Monday, March 29, 2021

An Interesting Aside...

In writing this blog, I clearly made the decision to remain anonymous.  So, when I relate stories from my real life, my sharing will be always be limited by the first sentence.

With that said, I will soon be forced to participate in racial sensitivity training sessions.  Not because of anything I've done, but because of a professional association with a company that has totally bought in on the idea of systemic racism.  No doubt, I know to keep my thoughts to myself on this topic.  The interesting factoid is that we were provided with some reading materials to review in advance.  And my main takeaway is the following...
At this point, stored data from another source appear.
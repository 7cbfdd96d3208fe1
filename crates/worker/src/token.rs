use tokio_util::sync::CancellationToken;

/// Monotonic generation counter owned by one dispatcher.
///
/// Generation `0` is never handed out, so it can stand for "nothing armed".
#[derive(Debug, Default, Clone)]
pub struct GenerationClock {
	current: u64,
}

impl GenerationClock {
	pub fn new() -> Self {
		Self::default()
	}

	/// Advances the clock and returns the new generation.
	pub fn advance(&mut self) -> u64 {
		self.current = self.current.wrapping_add(1).max(1);
		self.current
	}

	/// Most recently issued generation, `0` before the first advance.
	pub const fn current(&self) -> u64 {
		self.current
	}

	/// Issues a token for a fresh generation.
	pub fn issue(&mut self) -> GenerationToken {
		GenerationToken::new(self.advance(), CancellationToken::new())
	}
}

/// Generation-scoped cancellation token for one unit of superseded-able work.
#[derive(Debug, Clone)]
pub struct GenerationToken {
	generation: u64,
	cancel: CancellationToken,
}

impl GenerationToken {
	pub fn new(generation: u64, cancel: CancellationToken) -> Self {
		Self { generation, cancel }
	}

	pub const fn generation(&self) -> u64 {
		self.generation
	}

	pub fn is_cancelled(&self) -> bool {
		self.cancel.is_cancelled()
	}

	/// Requests cancellation. Calling this more than once is a no-op.
	pub fn cancel(&self) {
		self.cancel.cancel();
	}

	/// Future resolving when cancellation is requested.
	pub async fn cancelled(&self) {
		self.cancel.cancelled().await;
	}

	/// The underlying token, handed to external code that only understands
	/// plain cancellation.
	pub fn cancellation_token(&self) -> CancellationToken {
		self.cancel.clone()
	}

	/// True when `generation` names this token and it has not been cancelled.
	pub fn is_live(&self, generation: u64) -> bool {
		self.generation == generation && !self.is_cancelled()
	}
}
//! Headless, asynchronous type-ahead control.
//!
//! [`Autocomplete`] binds a typed value to an editable text field and offers
//! candidates from a caller-supplied [`SearchSource`]. Text edits are
//! debounced into searches; only the latest search may change what is shown,
//! and failed or panicking searches degrade to an empty menu. Keyboard and
//! pointer input drive a two-state menu with wrapping navigation over enabled
//! candidates.
//!
//! Rendering is left to the host, which receives [`AutocompleteEvent`]s
//! through an [`EventSink`] and forwards key presses, clicks, and render
//! completion back to the control.
//!
//! ```no_run
//! # async fn demo() {
//! use typeahead::{Autocomplete, AutocompleteOptions, DisplayConverter, Discard, search_fn};
//!
//! let source = search_fn(|query: String, _cancel| async move {
//! 	Ok(["red", "green", "blue"]
//! 		.into_iter()
//! 		.filter(|c| c.contains(query.as_str()))
//! 		.map(String::from)
//! 		.collect())
//! });
//! let mut colors = Autocomplete::new(AutocompleteOptions::default(), source, DisplayConverter, Discard);
//! colors.set_text("re");
//! colors.settle().await;
//! assert_eq!(colors.items(), ["red".to_string(), "green".to_string()]);
//! # }
//! ```

pub mod candidates;
pub mod coerce;
pub mod config;
mod controller;
pub mod debounce;
pub mod error;
pub mod events;
pub mod key;
pub mod menu;
pub mod search;

pub use candidates::{CandidateIndex, CandidateList};
pub use coerce::{CoercionPolicy, Converter, DisplayConverter, FnConverter, ValueTextBinding};
pub use config::AutocompleteOptions;
pub use controller::{Autocomplete, Candidate};
pub use debounce::SearchDebouncer;
pub use error::{ConfigError, ConvertError, SearchError};
pub use events::{AutocompleteEvent, Discard, EventSink};
pub use key::{KeyCode, KeyInput, Modifiers};
pub use menu::{MenuCommand, MenuState, MenuStateMachine};
pub use search::{SearchExecutor, SearchSource, search_fn};
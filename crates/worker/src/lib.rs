//! Worker primitives shared by type-ahead controllers.
//!
//! Background work (debounce timers, search invocations) runs through
//! [`spawn_guarded`], tagged with a [`TaskClass`] for tracing and owned by a
//! [`GenerationToken`] from a [`GenerationClock`]. Cancelling the token
//! aborts the work and silences its result; panics come back as
//! [`Settled::Panicked`].

mod class;
mod spawn;
mod token;

pub use class::TaskClass;
pub use spawn::{Settled, runtime_handle, spawn_guarded};
pub use token::{GenerationClock, GenerationToken};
There is plenty of evidence if one looks at this country's history of grave injustices and governmental action that is clearly reprehensible.  Those periods in time, those laws, those court cases, those policies, need no further explanation to see what they are and the motivations behind them.  But, there is also plenty of history of our country recognizing these wrongs and then doing something to correct them, such that it is much better to be a minority, women, etc. today than at any other point in time.
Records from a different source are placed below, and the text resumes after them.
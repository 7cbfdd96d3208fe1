//! End-to-end behavior of the control through its public surface.

use std::sync::Arc;
use std::time::Duration;

use parking_lot::Mutex;
use tokio::sync::mpsc;
use tokio_util::sync::CancellationToken;
use typeahead::{
	Autocomplete, AutocompleteEvent, AutocompleteOptions, DisplayConverter, KeyCode, SearchError, SearchSource, search_fn,
};

fn init_tracing() {
	let _ = tracing_subscriber::fmt::try_init();
}

/// Cities, each search taking `latency` and honoring cancellation.
fn cities(latency: Duration, log: Arc<Mutex<Vec<String>>>) -> impl SearchSource<String> {
	const CITIES: &[&str] = &["Berlin", "Bern", "Bordeaux", "Boston", "Lisbon", "London", "Lyon"];
	search_fn(move |query: String, cancel: CancellationToken| {
		let log = Arc::clone(&log);
		async move {
			tokio::select! {
				_ = cancel.cancelled() => Err(SearchError::Cancelled),
				_ = tokio::time::sleep(latency) => {
					log.lock().push(query.clone());
					let needle = query.to_lowercase();
					Ok(CITIES
						.iter()
						.filter(|city| city.to_lowercase().starts_with(&needle))
						.map(|city| city.to_string())
						.collect())
				}
			}
		}
	})
}

#[tokio::test(start_paused = true)]
async fn typing_burst_settles_on_last_query() {
	init_tracing();
	let log = Arc::new(Mutex::new(Vec::new()));
	let (tx, mut events) = mpsc::unbounded_channel();
	let mut ac = Autocomplete::new(
		AutocompleteOptions::default(),
		cities(Duration::from_millis(50), Arc::clone(&log)),
		DisplayConverter,
		tx,
	);

	for text in ["b", "bo", "bos"] {
		ac.set_text(text);
		tokio::time::advance(Duration::from_millis(30)).await;
		assert_eq!(ac.drain_events(), 0);
	}
	ac.settle().await;

	assert_eq!(*log.lock(), vec!["bos".to_string()]);
	assert_eq!(ac.items(), ["Boston".to_string()]);

	let mut opened = 0;
	while let Ok(event) = events.try_recv() {
		if event == AutocompleteEvent::OpenChanged(true) {
			opened += 1;
		}
	}
	assert_eq!(opened, 1);
}

#[tokio::test(start_paused = true)]
async fn slow_search_is_superseded_by_newer_text() {
	init_tracing();
	let log = Arc::new(Mutex::new(Vec::new()));
	let (tx, _events) = mpsc::unbounded_channel();
	let options = AutocompleteOptions {
		debounce_ms: 0,
		..AutocompleteOptions::default()
	};
	let mut ac = Autocomplete::new(options, cities(Duration::from_millis(200), Arc::clone(&log)), DisplayConverter, tx);

	ac.set_text("l");
	tokio::time::advance(Duration::from_millis(100)).await;
	ac.set_text("ly");
	ac.settle().await;

	assert_eq!(*log.lock(), vec!["ly".to_string()]);
	assert_eq!(ac.items(), ["Lyon".to_string()]);
}

#[tokio::test(start_paused = true)]
async fn type_navigate_commit_round() {
	init_tracing();
	let (tx, mut events) = mpsc::unbounded_channel();
	let options = AutocompleteOptions::from_toml_str(
		r#"
		debounce-ms = 0
		max-items = 2
		"#,
	)
	.unwrap();
	let mut ac = Autocomplete::new(options, cities(Duration::from_millis(10), Arc::default()), DisplayConverter, tx);

	ac.set_text("b");
	ac.settle().await;
	assert_eq!(ac.returned_items_count(), 4);
	assert_eq!(ac.items(), ["Berlin".to_string(), "Bern".to_string()]);

	ac.handle_key(KeyCode::ArrowDown.into());
	ac.handle_key(KeyCode::ArrowDown.into());
	assert_eq!(ac.highlighted(), Some(0));
	ac.handle_key(KeyCode::ArrowDown.into());
	ac.handle_key(KeyCode::Enter.into());

	assert_eq!(ac.value(), Some(&"Bern".to_string()));
	assert_eq!(ac.text(), "Bern");
	assert!(!ac.is_open());

	let mut seen = Vec::new();
	while let Ok(event) = events.try_recv() {
		seen.push(event);
	}
	assert!(seen.contains(&AutocompleteEvent::ReturnedItemsCountChanged(4)));
	assert_eq!(seen.last(), Some(&AutocompleteEvent::ValidationRequested));
}

#[tokio::test(start_paused = true)]
async fn blur_discards_unmatched_text() {
	init_tracing();
	let (tx, _events) = mpsc::unbounded_channel();
	let options = AutocompleteOptions {
		debounce_ms: 0,
		..AutocompleteOptions::default()
	};
	let mut ac = Autocomplete::new(options, cities(Duration::from_millis(10), Arc::default()), DisplayConverter, tx)
		.with_value(Some("Lisbon".to_string()));

	ac.set_text("Lis");
	ac.settle().await;
	assert!(ac.is_open());

	ac.blur();

	assert!(!ac.is_open());
	assert_eq!(ac.text(), "Lisbon");
	assert_eq!(ac.value(), Some(&"Lisbon".to_string()));
}

#[tokio::test(start_paused = true)]
async fn clear_during_search_leaves_menu_closed() {
	init_tracing();
	let (tx, _events) = mpsc::unbounded_channel();
	let options = AutocompleteOptions {
		debounce_ms: 0,
		..AutocompleteOptions::default()
	};
	let mut ac = Autocomplete::new(options, cities(Duration::from_millis(100), Arc::default()), DisplayConverter, tx);

	ac.set_text("lo");
	ac.clear();
	tokio::time::sleep(Duration::from_millis(500)).await;
	ac.drain_events();

	assert!(!ac.is_open());
	assert!(ac.items().is_empty());
	assert_eq!(ac.text(), "");
	assert!(!ac.is_loading());
}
But, what the advance readings seem to be doing, one and all, is referencing these histories, and then offering a data point about today, as if one is clearly caused by the other, but not doing any of the work to show you how.  These works clearly choose to ignore the possibility that something else may be going on (h/t Thomas Sowell).  For example, there was slavery in this country and the founding fathers owned slaves.  You know what else, today black families have lower median incomes than white families.  Two facts, not sure that they are necessarily related.

Over and over, the practice seems to be, here's the belief and conclusion that we want to draw, here's some data that could be interpreted in any number of ways, we offer no additional context other than what happened 150/100/50 years ago, go draw some conclusions.  I guess that I would expect more from a theory that seems to be taking hold of our government, corporate boardrooms, and every single school and university.

But maybe I am asking too much.

Wednesday, March 24, 2021

Discrimination and Disparities

The author is Thomas Sowell (2019).

I like folks who formulate their views of the world based on facts rather than groupthink and emotion – and, better yet, understand that there is commonly more than one reason for why something has happened.  Sowell fits that bill.  And this book makes that point.

It is very much written to be a retort to the politics and prevailing views of today.  His premise: “…we should not expect success to be evenly or randomly distributed among individuals, groups, institutions or nations in endeavors with multiple prerequisites – which is to say, most meaningful endeavors.”  In other words, we should not ever expect equality of outcomes, and always trying to explain such reality in the form of an -ism or malevolent action is incredibly naïve.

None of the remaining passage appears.